8.2.7 The Meaning of Noun Phrases and Simple Sentences

Using the formal means of FNL, we can construct the meaning of simple noun phrases or simple sentences. Our construction in this section will be syntactical. However, after defining a model, it is straightforward to construct the concrete fuzzy relations representing the meaning of the given noun phrase or a sentence.

We will first demonstrate our construction on a simple example of the noun phrase Very tall Swedes.

Special types

Let us first introduce the following special types:

  1. (a)

    \(\beta \)—features (characteristics) of objects. These can be, for example, “height, nationality, age, weight”, and many other ones. In this section, we will consider only the first two ones.

  2. (b)

    \(\alpha \)values of concrete features. These are often real numbers, or some other kinds of characteristics.

  3. (c)

    \(\alpha \beta \)—objects (people), i.e. people are in our model identified with sequences of values of features.

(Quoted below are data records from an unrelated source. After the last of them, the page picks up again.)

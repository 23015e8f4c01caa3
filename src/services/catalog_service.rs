use tracing::info;

use crate::{
    catalog::AlbumSummary,
    dto::catalog::SearchQuery,
    error::AppError,
    state::{SharedState, deck::RoundDeck},
};

/// Forward a free-text album search to the catalog.
pub async fn search(state: &SharedState, query: SearchQuery) -> Result<Vec<AlbumSummary>, AppError> {
    let terms = query.q.trim().to_string();
    let albums = state.catalog().search_albums(terms.clone()).await?;
    info!(query = %terms, results = albums.len(), "album search");
    Ok(albums)
}

/// Build a fresh verified deck and return it as album summaries.
pub async fn covers(state: &SharedState) -> Result<Vec<AlbumSummary>, AppError> {
    let settings = state.config().deck_settings();
    let deck = RoundDeck::build(state.catalog().as_ref(), &settings).await?;
    Ok(deck.iter().cloned().map(AlbumSummary::from).collect())
}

Special constants and variables

Recall that nouns are identified with functions \(f_{\alpha \beta }\) that can be seen as sets of values of features. Each feature \(c_{\beta }\) is a assigned some value \(v_{\alpha }\) via the function \(f_{\alpha \beta }\). Iterpretation of \(f_{\alpha \beta }\) in any model \({\mathcal {M}}\) can be seen as the set

$$\begin{aligned} {\mathcal {M}}(f_{\alpha \beta }) = \{\langle c, v\rangle , \langle c', v'\rangle , \ldots \} \end{aligned}$$
(8.13)

where \(c, c',\ldots \in M_{\beta }, \ldots \) are various features and \(v, v', \ldots \in M_{\alpha } \ldots \) are their values. The sets (8.13) represent people in this model. Furthermore:

  1. (i)

    The constant \(\mathbf {h}_{\beta }\) is the feature of height.

  2. (ii)

    The constant \(\mathbf {n}_{\beta }\) is the feature of nationality. Of course, this is a simplification. Instead, we could consider a set of several specific characteristics, such as mother tongue, hair, skin, etc. We do not need such a complicated model in this example.

  3. (iii)

    The variable \(\mathop {\pmb {\nu }}\nolimits _{oo}\) is a linguistic hedge. It is used as a general variable standing for specific hedges (very, roughly, etc.).

  4. (iv)

    The variable \(w_{\alpha o}\) is a context (possible world). Its interpretation is a function from the set of truth values into a set \(M_{\alpha }\) of type \(\alpha \). This trick enables to transfer ordering properties of the algebra of truth values into the set \(M_{\alpha }\).

Every Swede is a human being and so, we must first introduce the property “to be human”:

$$\begin{aligned} \mathop {\mathrm{Int}}\nolimits (\mathbf{Human})\mathrel {:=}\,\lambda {\mathbf {w}}_{\omega \varphi }\, \lambda \mathbf {h}_{(\alpha \omega )\varphi }\,\cdot (\forall c_{\varphi }) (\mathbf {H} c ({\mathbf {w}}c)(\mathbf {h}c({\mathbf {w}}c))) \end{aligned}$$
(8.14)

where \(\mathbf {H}_{(o\alpha \omega )\varphi }\) is a formula representing people.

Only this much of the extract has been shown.